*** Block opens ***
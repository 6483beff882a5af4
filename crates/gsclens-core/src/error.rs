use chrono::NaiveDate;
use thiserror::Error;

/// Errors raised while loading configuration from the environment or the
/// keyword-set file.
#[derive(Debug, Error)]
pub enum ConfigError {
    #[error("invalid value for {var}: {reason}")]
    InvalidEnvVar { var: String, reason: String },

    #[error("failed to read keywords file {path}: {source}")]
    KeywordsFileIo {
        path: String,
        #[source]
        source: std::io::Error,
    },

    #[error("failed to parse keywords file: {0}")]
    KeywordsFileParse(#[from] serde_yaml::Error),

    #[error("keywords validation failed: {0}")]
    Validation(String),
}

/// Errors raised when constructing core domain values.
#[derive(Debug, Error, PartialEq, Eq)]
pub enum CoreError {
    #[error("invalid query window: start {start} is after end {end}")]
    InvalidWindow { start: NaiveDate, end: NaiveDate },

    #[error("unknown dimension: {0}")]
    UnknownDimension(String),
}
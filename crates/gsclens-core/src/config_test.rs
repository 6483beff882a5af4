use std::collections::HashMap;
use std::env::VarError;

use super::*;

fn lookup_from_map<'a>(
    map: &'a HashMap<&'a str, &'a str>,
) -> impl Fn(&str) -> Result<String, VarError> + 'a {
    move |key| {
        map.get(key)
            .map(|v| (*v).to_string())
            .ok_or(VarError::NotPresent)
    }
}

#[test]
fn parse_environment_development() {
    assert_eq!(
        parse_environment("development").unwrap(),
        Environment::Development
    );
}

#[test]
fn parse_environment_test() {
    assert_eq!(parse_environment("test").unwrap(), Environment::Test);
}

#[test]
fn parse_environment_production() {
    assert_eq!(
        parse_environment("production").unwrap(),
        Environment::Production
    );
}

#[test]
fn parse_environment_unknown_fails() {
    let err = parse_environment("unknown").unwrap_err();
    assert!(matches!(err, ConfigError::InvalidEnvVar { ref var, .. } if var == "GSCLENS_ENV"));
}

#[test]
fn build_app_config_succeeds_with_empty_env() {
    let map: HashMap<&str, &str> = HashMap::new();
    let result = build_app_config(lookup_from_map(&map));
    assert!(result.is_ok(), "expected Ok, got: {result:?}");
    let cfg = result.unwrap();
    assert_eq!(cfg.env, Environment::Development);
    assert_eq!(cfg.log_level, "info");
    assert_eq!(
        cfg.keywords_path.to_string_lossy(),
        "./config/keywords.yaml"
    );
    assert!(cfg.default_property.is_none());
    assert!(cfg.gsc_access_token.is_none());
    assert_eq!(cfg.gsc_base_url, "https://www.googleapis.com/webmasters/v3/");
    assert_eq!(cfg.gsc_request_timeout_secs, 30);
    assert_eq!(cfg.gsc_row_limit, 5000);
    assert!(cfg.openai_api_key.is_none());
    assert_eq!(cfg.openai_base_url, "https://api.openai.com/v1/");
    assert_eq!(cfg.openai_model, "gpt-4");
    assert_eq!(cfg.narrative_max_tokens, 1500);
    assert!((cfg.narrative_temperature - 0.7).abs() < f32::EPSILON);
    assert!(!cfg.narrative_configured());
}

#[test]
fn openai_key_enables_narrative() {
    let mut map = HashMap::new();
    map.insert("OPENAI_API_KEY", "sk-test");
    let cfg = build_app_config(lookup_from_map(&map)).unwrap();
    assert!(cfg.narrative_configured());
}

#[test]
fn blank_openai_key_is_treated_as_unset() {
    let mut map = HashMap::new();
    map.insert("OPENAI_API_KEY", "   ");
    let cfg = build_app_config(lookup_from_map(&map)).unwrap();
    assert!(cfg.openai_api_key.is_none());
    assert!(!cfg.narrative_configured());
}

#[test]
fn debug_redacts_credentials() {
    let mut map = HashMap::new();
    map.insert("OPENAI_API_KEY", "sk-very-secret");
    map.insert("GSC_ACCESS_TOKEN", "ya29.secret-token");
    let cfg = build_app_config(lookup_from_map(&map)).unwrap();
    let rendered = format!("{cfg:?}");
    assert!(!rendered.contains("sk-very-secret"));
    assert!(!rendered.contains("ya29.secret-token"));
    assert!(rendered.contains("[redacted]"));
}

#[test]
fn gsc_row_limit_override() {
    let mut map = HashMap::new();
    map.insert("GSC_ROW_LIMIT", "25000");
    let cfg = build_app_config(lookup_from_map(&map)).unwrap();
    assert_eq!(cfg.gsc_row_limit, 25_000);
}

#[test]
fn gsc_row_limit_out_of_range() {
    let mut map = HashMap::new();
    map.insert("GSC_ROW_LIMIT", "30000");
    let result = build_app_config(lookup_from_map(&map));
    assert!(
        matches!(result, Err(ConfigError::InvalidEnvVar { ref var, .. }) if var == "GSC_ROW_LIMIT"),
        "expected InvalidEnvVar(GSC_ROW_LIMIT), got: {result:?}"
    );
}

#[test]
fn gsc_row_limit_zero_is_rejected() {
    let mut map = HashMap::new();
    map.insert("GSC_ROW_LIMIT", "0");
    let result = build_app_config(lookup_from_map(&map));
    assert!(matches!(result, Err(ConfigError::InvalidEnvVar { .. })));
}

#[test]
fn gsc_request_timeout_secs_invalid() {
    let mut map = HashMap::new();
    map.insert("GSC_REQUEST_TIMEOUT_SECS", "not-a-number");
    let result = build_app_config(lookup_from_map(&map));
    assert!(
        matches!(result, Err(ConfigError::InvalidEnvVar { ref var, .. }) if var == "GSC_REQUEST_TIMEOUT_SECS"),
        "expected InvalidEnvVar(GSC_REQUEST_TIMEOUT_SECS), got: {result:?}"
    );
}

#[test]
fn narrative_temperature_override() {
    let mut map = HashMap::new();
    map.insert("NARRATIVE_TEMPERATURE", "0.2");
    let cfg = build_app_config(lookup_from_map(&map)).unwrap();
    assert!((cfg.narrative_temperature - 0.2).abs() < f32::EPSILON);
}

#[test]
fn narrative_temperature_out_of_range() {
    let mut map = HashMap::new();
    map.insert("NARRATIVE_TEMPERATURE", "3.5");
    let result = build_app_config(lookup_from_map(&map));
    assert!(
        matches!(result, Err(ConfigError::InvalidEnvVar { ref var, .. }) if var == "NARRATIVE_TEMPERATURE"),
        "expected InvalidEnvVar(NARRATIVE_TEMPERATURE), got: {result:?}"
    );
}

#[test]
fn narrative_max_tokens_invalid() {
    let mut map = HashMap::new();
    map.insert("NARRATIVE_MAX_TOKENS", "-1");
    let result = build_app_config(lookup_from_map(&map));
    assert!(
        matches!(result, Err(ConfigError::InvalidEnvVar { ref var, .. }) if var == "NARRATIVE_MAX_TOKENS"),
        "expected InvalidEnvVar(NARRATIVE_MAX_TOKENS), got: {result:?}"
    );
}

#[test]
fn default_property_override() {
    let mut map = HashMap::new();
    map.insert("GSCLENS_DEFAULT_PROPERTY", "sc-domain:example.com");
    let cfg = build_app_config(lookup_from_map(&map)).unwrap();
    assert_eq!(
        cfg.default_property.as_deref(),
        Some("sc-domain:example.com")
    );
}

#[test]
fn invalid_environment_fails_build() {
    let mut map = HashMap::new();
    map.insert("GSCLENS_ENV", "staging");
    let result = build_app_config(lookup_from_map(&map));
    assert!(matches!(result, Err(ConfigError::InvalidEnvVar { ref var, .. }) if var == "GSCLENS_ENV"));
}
*** Block closes ***
## [Task to carry out]
Going line by line, set down the data above exactly as given.

## [Answer area]
repository 6483beff882a5af4
filename crates/gsclens-core/src/error.rs
use chrono::NaiveDate;
use thiserror::Error;

/// Errors raised while loading configuration from the environment or the
/// keyword-set file.
#[derive(Debug, Error)]
pub enum ConfigError {
    #[error("invalid value for {var}: {reason}")]
    InvalidEnvVar { var: String, reason: String },

    #[error("failed to read keywords file {path}: {source}")]
    KeywordsFileIo {
        path: String,
        #[source]
        source: std::io::Error,
    },

    #[error("failed to parse keywords file: {0}")]
    KeywordsFileParse(#[from] serde_yaml::Error),

    #[error("keywords validation failed: {0}")]
    Validation(String),
}

/// Errors raised when constructing core domain values.
#[derive(Debug, Error, PartialEq, Eq)]
pub enum CoreError {
    #[error("invalid query window: start {start} is after end {end}")]
    InvalidWindow { start: NaiveDate, end: NaiveDate },

    #[error("unknown dimension: {0}")]
    UnknownDimension(String),
}
filename crates/gsclens-core/src/config_test.rs
repository 6483beff882a5af4
use std::collections::HashMap;
use std::env::VarError;

use super::*;

fn lookup_from_map<'a>(
    map: &'a HashMap<&'a str, &'a str>,
) -> impl Fn(&str) -> Result<String, VarError> + 'a {
    move |key| {
        map.get(key)
            .map(|v| (*v).to_string())
            .ok_or(VarError::NotPresent)
    }
}

#[test]
fn parse_environment_development() {
    assert_eq!(
        parse_environment("development").unwrap(),
        Environment::Development
    );
}

#[test]
fn parse_environment_test() {
    assert_eq!(parse_environment("test").unwrap(), Environment::Test);
}

#[test]
fn parse_environment_production() {
    assert_eq!(
        parse_environment("production").unwrap(),
        Environment::Production
    );
}

#[test]
fn parse_environment_unknown_fails() {
    let err = parse_environment("unknown").unwrap_err();
    assert!(matches!(err, ConfigError::InvalidEnvVar { ref var, .. } if var == "GSCLENS_ENV"));
}

#[test]
fn build_app_config_succeeds_with_empty_env() {
    let map: HashMap<&str, &str> = HashMap::new();
    let result = build_app_config(lookup_from_map(&map));
    assert!(result.is_ok(), "expected Ok, got: {result:?}");
    let cfg = result.unwrap();
    assert_eq!(cfg.env, Environment::Development);
    assert_eq!(cfg.log_level, "info");
    assert_eq!(
        cfg.keywords_path.to_string_lossy(),
        "./config/keywords.yaml"
    );
    assert!(cfg.default_property.is_none());
    assert!(cfg.gsc_access_token.is_none());
    assert_eq!(cfg.gsc_base_url, "https://www.googleapis.com/webmasters/v3/");
    assert_eq!(cfg.gsc_request_timeout_secs, 30);
    assert_eq!(cfg.gsc_row_limit, 5000);
    assert!(cfg.openai_api_key.is_none());
    assert_eq!(cfg.openai_base_url, "https://api.openai.com/v1/");
    assert_eq!(cfg.openai_model, "gpt-4");
    assert_eq!(cfg.narrative_max_tokens, 1500);
    assert!((cfg.narrative_temperature - 0.7).abs() < f32::EPSILON);
    assert!(!cfg.narrative_configured());
}

#[test]
fn openai_key_enables_narrative() {
    let mut map = HashMap::new();
    map.insert("OPENAI_API_KEY", "sk-test");
    let cfg = build_app_config(lookup_from_map(&map)).unwrap();
    assert!(cfg.narrative_configured());
}

#[test]
fn blank_openai_key_is_treated_as_unset() {
    let mut map = HashMap::new();
    map.insert("OPENAI_API_KEY", "   ");
    let cfg = build_app_config(lookup_from_map(&map)).unwrap();
    assert!(cfg.openai_api_key.is_none());
    assert!(!cfg.narrative_configured());
}

#[test]
fn debug_redacts_credentials() {
    let mut map = HashMap::new();
    map.insert("OPENAI_API_KEY", "sk-very-secret");
    map.insert("GSC_ACCESS_TOKEN", "ya29.secret-token");
    let cfg = build_app_config(lookup_from_map(&map)).unwrap();
    let rendered = format!("{cfg:?}");
    assert!(!rendered.contains("sk-very-secret"));
    assert!(!rendered.contains("ya29.secret-token"));
    assert!(rendered.contains("[redacted]"));
}

#[test]
fn gsc_row_limit_override() {
    let mut map = HashMap::new();
    map.insert("GSC_ROW_LIMIT", "25000");
    let cfg = build_app_config(lookup_from_map(&map)).unwrap();
    assert_eq!(cfg.gsc_row_limit, 25_000);
}

#[test]
fn gsc_row_limit_out_of_range() {
    let mut map = HashMap::new();
    map.insert("GSC_ROW_LIMIT", "30000");
    let result = build_app_config(lookup_from_map(&map));
    assert!(
        matches!(result, Err(ConfigError::InvalidEnvVar { ref var, .. }) if var == "GSC_ROW_LIMIT"),
        "expected InvalidEnvVar(GSC_ROW_LIMIT), got: {result:?}"
    );
}

#[test]
fn gsc_row_limit_zero_is_rejected() {
    let mut map = HashMap::new();
    map.insert("GSC_ROW_LIMIT", "0");
    let result = build_app_config(lookup_from_map(&map));
    assert!(matches!(result, Err(ConfigError::InvalidEnvVar { .. })));
}

#[test]
fn gsc_request_timeout_secs_invalid() {
    let mut map = HashMap::new();
    map.insert("GSC_REQUEST_TIMEOUT_SECS", "not-a-number");
    let result = build_app_config(lookup_from_map(&map));
    assert!(
        matches!(result, Err(ConfigError::InvalidEnvVar { ref var, .. }) if var == "GSC_REQUEST_TIMEOUT_SECS"),
        "expected InvalidEnvVar(GSC_REQUEST_TIMEOUT_SECS), got: {result:?}"
    );
}

#[test]
fn narrative_temperature_override() {
    let mut map = HashMap::new();
    map.insert("NARRATIVE_TEMPERATURE", "0.2");
    let cfg = build_app_config(lookup_from_map(&map)).unwrap();
    assert!((cfg.narrative_temperature - 0.2).abs() < f32::EPSILON);
}

#[test]
fn narrative_temperature_out_of_range() {
    let mut map = HashMap::new();
    map.insert("NARRATIVE_TEMPERATURE", "3.5");
    let result = build_app_config(lookup_from_map(&map));
    assert!(
        matches!(result, Err(ConfigError::InvalidEnvVar { ref var, .. }) if var == "NARRATIVE_TEMPERATURE"),
        "expected InvalidEnvVar(NARRATIVE_TEMPERATURE), got: {result:?}"
    );
}

#[test]
fn narrative_max_tokens_invalid() {
    let mut map = HashMap::new();
    map.insert("NARRATIVE_MAX_TOKENS", "-1");
    let result = build_app_config(lookup_from_map(&map));
    assert!(
        matches!(result, Err(ConfigError::InvalidEnvVar { ref var, .. }) if var == "NARRATIVE_MAX_TOKENS"),
        "expected InvalidEnvVar(NARRATIVE_MAX_TOKENS), got: {result:?}"
    );
}

#[test]
fn default_property_override() {
    let mut map = HashMap::new();
    map.insert("GSCLENS_DEFAULT_PROPERTY", "sc-domain:example.com");
    let cfg = build_app_config(lookup_from_map(&map)).unwrap();
    assert_eq!(
        cfg.default_property.as_deref(),
        Some("sc-domain:example.com")
    );
}

#[test]
fn invalid_environment_fails_build() {
    let mut map = HashMap::new();
    map.insert("GSCLENS_ENV", "staging");
    let result = build_app_config(lookup_from_map(&map));
    assert!(matches!(result, Err(ConfigError::InvalidEnvVar { ref var, .. }) if var == "GSCLENS_ENV"));
}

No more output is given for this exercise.